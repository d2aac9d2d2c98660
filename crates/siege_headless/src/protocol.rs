//! JSON protocol for headless siege sessions.
//!
//! The runners communicate via JSON lines (one JSON object per line):
//!
//! **Input (stdin):** Requests from the controller
//! **Output (stdout):** One response per request
//!
//! # Example Session
//!
//! ```text
//! <- {"type":"ready","version":"1.0","tick":0}
//! -> {"cmd":"place","structure":"goldmine","x":100,"y":100}
//! <- {"type":"placed","id":1}
//! -> {"cmd":"train","unit":"barbarian"}
//! <- {"type":"trained","unit":"barbarian","troops":11}
//! -> {"cmd":"toggle_attack"}
//! <- {"type":"attack_mode","enabled":true}
//! -> {"cmd":"deploy","x":50,"y":50}
//! <- {"type":"deployed","id":1}
//! -> {"cmd":"tick","count":60}
//! <- {"type":"ticked","tick":60,"attacks":0,"destroyed":[]}
//! -> {"cmd":"elapse","ms":6000}
//! <- {"type":"accrued","gold":15,"elixir":0}
//! -> {"cmd":"query"}
//! <- {"type":"state","tick":60,"gold":815,...}
//! ```

use serde::{Deserialize, Serialize};
use siege_core::catalog::{StructureKind, UnitKind};
use siege_core::commands::{Command, CommandOutcome};
use siege_core::components::EntityId;
use siege_core::error::GameError;
use siege_core::math::Vec2Fixed;
use siege_core::snapshot::Snapshot;

/// Protocol version reported in the ready line.
pub const PROTOCOL_VERSION: &str = "1.0";

// ============================================================================
// Input Requests (Controller -> Runner)
// ============================================================================

/// Requests that can be sent to a runner.
#[derive(Debug, Clone, PartialEq, Serialize, Deserialize)]
#[serde(tag = "cmd", rename_all = "snake_case")]
pub enum Request {
    /// Place a structure at a position.
    Place { structure: String, x: f64, y: f64 },

    /// Arm a structure kind for the next click.
    SelectStructure { structure: String },

    /// Train one troop.
    Train { unit: String },

    /// Deploy one troop of the selected kind.
    Deploy { x: f64, y: f64 },

    /// Battlefield click: deploy in attack mode, otherwise place.
    Click { x: f64, y: f64 },

    /// Flip attack mode.
    ToggleAttack,

    /// Restore the initial state.
    Reset,

    /// Advance simulation by N ticks (default: 1). Stepped mode only.
    Tick {
        #[serde(default = "default_tick_count")]
        count: u32,
    },

    /// Let wall-clock time pass for accrual. Stepped mode only.
    Elapse { ms: u64 },

    /// Query current state without advancing time.
    Query,

    /// Report the state hash (for determinism verification).
    Hash,

    /// Quit the session.
    Quit,
}

fn default_tick_count() -> u32 {
    1
}

impl Request {
    /// Parse from a JSON line.
    pub fn from_json(json: &str) -> Result<Self, serde_json::Error> {
        serde_json::from_str(json)
    }

    /// Get request name for logs and errors.
    pub fn name(&self) -> &'static str {
        match self {
            Self::Place { .. } => "place",
            Self::SelectStructure { .. } => "select_structure",
            Self::Train { .. } => "train",
            Self::Deploy { .. } => "deploy",
            Self::Click { .. } => "click",
            Self::ToggleAttack => "toggle_attack",
            Self::Reset => "reset",
            Self::Tick { .. } => "tick",
            Self::Elapse { .. } => "elapse",
            Self::Query => "query",
            Self::Hash => "hash",
            Self::Quit => "quit",
        }
    }

    /// Translate a player request into a simulation command.
    ///
    /// Returns `Ok(None)` for session-control requests (tick, elapse,
    /// query, hash, quit), which runners handle themselves.
    pub fn to_command(&self) -> Result<Option<Command>, GameError> {
        let command = match self {
            Self::Place { structure, x, y } => Command::PlaceStructure {
                kind: structure.parse::<StructureKind>()?,
                position: position(*x, *y)?,
            },
            Self::SelectStructure { structure } => Command::SelectStructure(structure.parse()?),
            Self::Train { unit } => Command::TrainUnit(unit.parse::<UnitKind>()?),
            Self::Deploy { x, y } => Command::DeployUnit(position(*x, *y)?),
            Self::Click { x, y } => Command::PrimaryAction(position(*x, *y)?),
            Self::ToggleAttack => Command::ToggleAttackMode,
            Self::Reset => Command::Reset,
            Self::Tick { .. } | Self::Elapse { .. } | Self::Query | Self::Hash | Self::Quit => {
                return Ok(None)
            }
        };
        Ok(Some(command))
    }
}

fn position(x: f64, y: f64) -> Result<Vec2Fixed, GameError> {
    Vec2Fixed::from_f64(x, y).ok_or(GameError::PositionOutOfRange { x, y })
}

// ============================================================================
// Output Responses (Runner -> Controller)
// ============================================================================

/// Responses sent by a runner.
#[derive(Debug, Clone, PartialEq, Serialize, Deserialize)]
#[serde(tag = "type", rename_all = "snake_case")]
pub enum Response {
    /// Runner is ready to accept requests.
    Ready { version: String, tick: u64 },

    /// Structure placed.
    Placed { id: EntityId },

    /// Structure kind armed.
    Selected { structure: StructureKind },

    /// Troop trained.
    Trained { unit: UnitKind, troops: u32 },

    /// Unit deployed.
    Deployed { id: EntityId },

    /// Attack mode changed.
    AttackMode { enabled: bool },

    /// Simulation reset.
    Reset,

    /// Click with nothing to do.
    Ignored,

    /// Ticks ran.
    Ticked {
        tick: u64,
        attacks: usize,
        destroyed: Vec<EntityId>,
    },

    /// Accrual periods fired while time elapsed.
    Accrued { gold: u32, elixir: u32 },

    /// Current state.
    State {
        #[serde(flatten)]
        snapshot: Snapshot,
    },

    /// State hash for determinism verification.
    Hash { tick: u64, hash: u64 },

    /// Request failed.
    Error { kind: String, message: String },

    /// Goodbye message before shutdown.
    Bye,
}

// ============================================================================
// Helpers
// ============================================================================

impl Response {
    /// Create a ready response.
    pub fn ready(tick: u64) -> Self {
        Self::Ready {
            version: PROTOCOL_VERSION.to_string(),
            tick,
        }
    }

    /// Create an error response.
    pub fn error(kind: &str, message: impl Into<String>) -> Self {
        Self::Error {
            kind: kind.to_string(),
            message: message.into(),
        }
    }

    /// Serialize to JSON line (with newline).
    pub fn to_json_line(&self) -> String {
        let mut json = serde_json::to_string(self).unwrap_or_else(|e| {
            format!(r#"{{"type":"error","kind":"internal","message":"Serialization failed: {e}"}}"#)
        });
        json.push('\n');
        json
    }
}

impl From<CommandOutcome> for Response {
    fn from(outcome: CommandOutcome) -> Self {
        match outcome {
            CommandOutcome::Placed(id) => Self::Placed { id },
            CommandOutcome::Selected(structure) => Self::Selected { structure },
            CommandOutcome::Trained { kind, troops } => Self::Trained { unit: kind, troops },
            CommandOutcome::Deployed(id) => Self::Deployed { id },
            CommandOutcome::AttackMode(enabled) => Self::AttackMode { enabled },
            CommandOutcome::Reset => Self::Reset,
            CommandOutcome::Ignored => Self::Ignored,
        }
    }
}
|---|
Copy out every entry exactly.

repository d2aac9d2d2c98660
filename crates/siege_headless/src/protocol.rs
//! JSON protocol for headless siege sessions.
//!
//! The runners communicate via JSON lines (one JSON object per line):
//!
//! **Input (stdin):** Requests from the controller
//! **Output (stdout):** One response per request
//!
//! # Example Session
//!
//! ```text
//! <- {"type":"ready","version":"1.0","tick":0}
//! -> {"cmd":"place","structure":"goldmine","x":100,"y":100}
//! <- {"type":"placed","id":1}
//! -> {"cmd":"train","unit":"barbarian"}
//! <- {"type":"trained","unit":"barbarian","troops":11}
//! -> {"cmd":"toggle_attack"}
//! <- {"type":"attack_mode","enabled":true}
//! -> {"cmd":"deploy","x":50,"y":50}
//! <- {"type":"deployed","id":1}
//! -> {"cmd":"tick","count":60}
//! <- {"type":"ticked","tick":60,"attacks":0,"destroyed":[]}
//! -> {"cmd":"elapse","ms":6000}
//! <- {"type":"accrued","gold":15,"elixir":0}
//! -> {"cmd":"query"}
//! <- {"type":"state","tick":60,"gold":815,...}
//! ```

use serde::{Deserialize, Serialize};
use siege_core::catalog::{StructureKind, UnitKind};
use siege_core::commands::{Command, CommandOutcome};
use siege_core::components::EntityId;
use siege_core::error::GameError;
use siege_core::math::Vec2Fixed;
use siege_core::snapshot::Snapshot;

/// Protocol version reported in the ready line.
pub const PROTOCOL_VERSION: &str = "1.0";

// ============================================================================
// Input Requests (Controller -> Runner)
// ============================================================================

/// Requests that can be sent to a runner.
#[derive(Debug, Clone, PartialEq, Serialize, Deserialize)]
#[serde(tag = "cmd", rename_all = "snake_case")]
pub enum Request {
    /// Place a structure at a position.
    Place { structure: String, x: f64, y: f64 },

    /// Arm a structure kind for the next click.
    SelectStructure { structure: String },

    /// Train one troop.
    Train { unit: String },

    /// Deploy one troop of the selected kind.
    Deploy { x: f64, y: f64 },

    /// Battlefield click: deploy in attack mode, otherwise place.
    Click { x: f64, y: f64 },

    /// Flip attack mode.
    ToggleAttack,

    /// Restore the initial state.
    Reset,

    /// Advance simulation by N ticks (default: 1). Stepped mode only.
    Tick {
        #[serde(default = "default_tick_count")]
        count: u32,
    },

    /// Let wall-clock time pass for accrual. Stepped mode only.
    Elapse { ms: u64 },

    /// Query current state without advancing time.
    Query,

    /// Report the state hash (for determinism verification).
    Hash,

    /// Quit the session.
    Quit,
}

fn default_tick_count() -> u32 {
    1
}

impl Request {
    /// Parse from a JSON line.
    pub fn from_json(json: &str) -> Result<Self, serde_json::Error> {
        serde_json::from_str(json)
    }

    /// Get request name for logs and errors.
    pub fn name(&self) -> &'static str {
        match self {
            Self::Place { .. } => "place",
            Self::SelectStructure { .. } => "select_structure",
            Self::Train { .. } => "train",
            Self::Deploy { .. } => "deploy",
            Self::Click { .. } => "click",
            Self::ToggleAttack => "toggle_attack",
            Self::Reset => "reset",
            Self::Tick { .. } => "tick",
            Self::Elapse { .. } => "elapse",
            Self::Query => "query",
            Self::Hash => "hash",
            Self::Quit => "quit",
        }
    }

    /// Translate a player request into a simulation command.
    ///
    /// Returns `Ok(None)` for session-control requests (tick, elapse,
    /// query, hash, quit), which runners handle themselves.
    pub fn to_command(&self) -> Result<Option<Command>, GameError> {
        let command = match self {
            Self::Place { structure, x, y } => Command::PlaceStructure {
                kind: structure.parse::<StructureKind>()?,
                position: position(*x, *y)?,
            },
            Self::SelectStructure { structure } => Command::SelectStructure(structure.parse()?),
            Self::Train { unit } => Command::TrainUnit(unit.parse::<UnitKind>()?),
            Self::Deploy { x, y } => Command::DeployUnit(position(*x, *y)?),
            Self::Click { x, y } => Command::PrimaryAction(position(*x, *y)?),
            Self::ToggleAttack => Command::ToggleAttackMode,
            Self::Reset => Command::Reset,
            Self::Tick { .. } | Self::Elapse { .. } | Self::Query | Self::Hash | Self::Quit => {
                return Ok(None)
            }
        };
        Ok(Some(command))
    }
}

fn position(x: f64, y: f64) -> Result<Vec2Fixed, GameError> {
    Vec2Fixed::from_f64(x, y).ok_or(GameError::PositionOutOfRange { x, y })
}

// ============================================================================
// Output Responses (Runner -> Controller)
// ============================================================================

/// Responses sent by a runner.
#[derive(Debug, Clone, PartialEq, Serialize, Deserialize)]
#[serde(tag = "type", rename_all = "snake_case")]
pub enum Response {
    /// Runner is ready to accept requests.
    Ready { version: String, tick: u64 },

    /// Structure placed.
    Placed { id: EntityId },

    /// Structure kind armed.
    Selected { structure: StructureKind },

    /// Troop trained.
    Trained { unit: UnitKind, troops: u32 },

    /// Unit deployed.
    Deployed { id: EntityId },

    /// Attack mode changed.
    AttackMode { enabled: bool },

    /// Simulation reset.
    Reset,

    /// Click with nothing to do.
    Ignored,

    /// Ticks ran.
    Ticked {
        tick: u64,
        attacks: usize,
        destroyed: Vec<EntityId>,
    },

    /// Accrual periods fired while time elapsed.
    Accrued { gold: u32, elixir: u32 },

    /// Current state.
    State {
        #[serde(flatten)]
        snapshot: Snapshot,
    },

    /// State hash for determinism verification.
    Hash { tick: u64, hash: u64 },

    /// Request failed.
    Error { kind: String, message: String },

    /// Goodbye message before shutdown.
    Bye,
}

// ============================================================================
// Helpers
// ============================================================================

impl Response {
    /// Create a ready response.
    pub fn ready(tick: u64) -> Self {
        Self::Ready {
            version: PROTOCOL_VERSION.to_string(),
            tick,
        }
    }

    /// Create an error response.
    pub fn error(kind: &str, message: impl Into<String>) -> Self {
        Self::Error {
            kind: kind.to_string(),
            message: message.into(),
        }
    }

    /// Serialize to JSON line (with newline).
    pub fn to_json_line(&self) -> String {
        let mut json = serde_json::to_string(self).unwrap_or_else(|e| {
            format!(r#"{{"type":"error","kind":"internal","message":"Serialization failed: {e}"}}"#)
        });
        json.push('\n');
        json
    }
}

impl From<CommandOutcome> for Response {
    fn from(outcome: CommandOutcome) -> Self {
        match outcome {
            CommandOutcome::Placed(id) => Self::Placed { id },
            CommandOutcome::Selected(structure) => Self::Selected { structure },
            CommandOutcome::Trained { kind, troops } => Self::Trained { unit: kind, troops },
            CommandOutcome::Deployed(id) => Self::Deployed { id },
            CommandOutcome::AttackMode(enabled) => Self::AttackMode { enabled },
            CommandOutcome::Reset => Self::Reset,
            CommandOutcome::Ignored => Self::Ignored,
        }
    }
}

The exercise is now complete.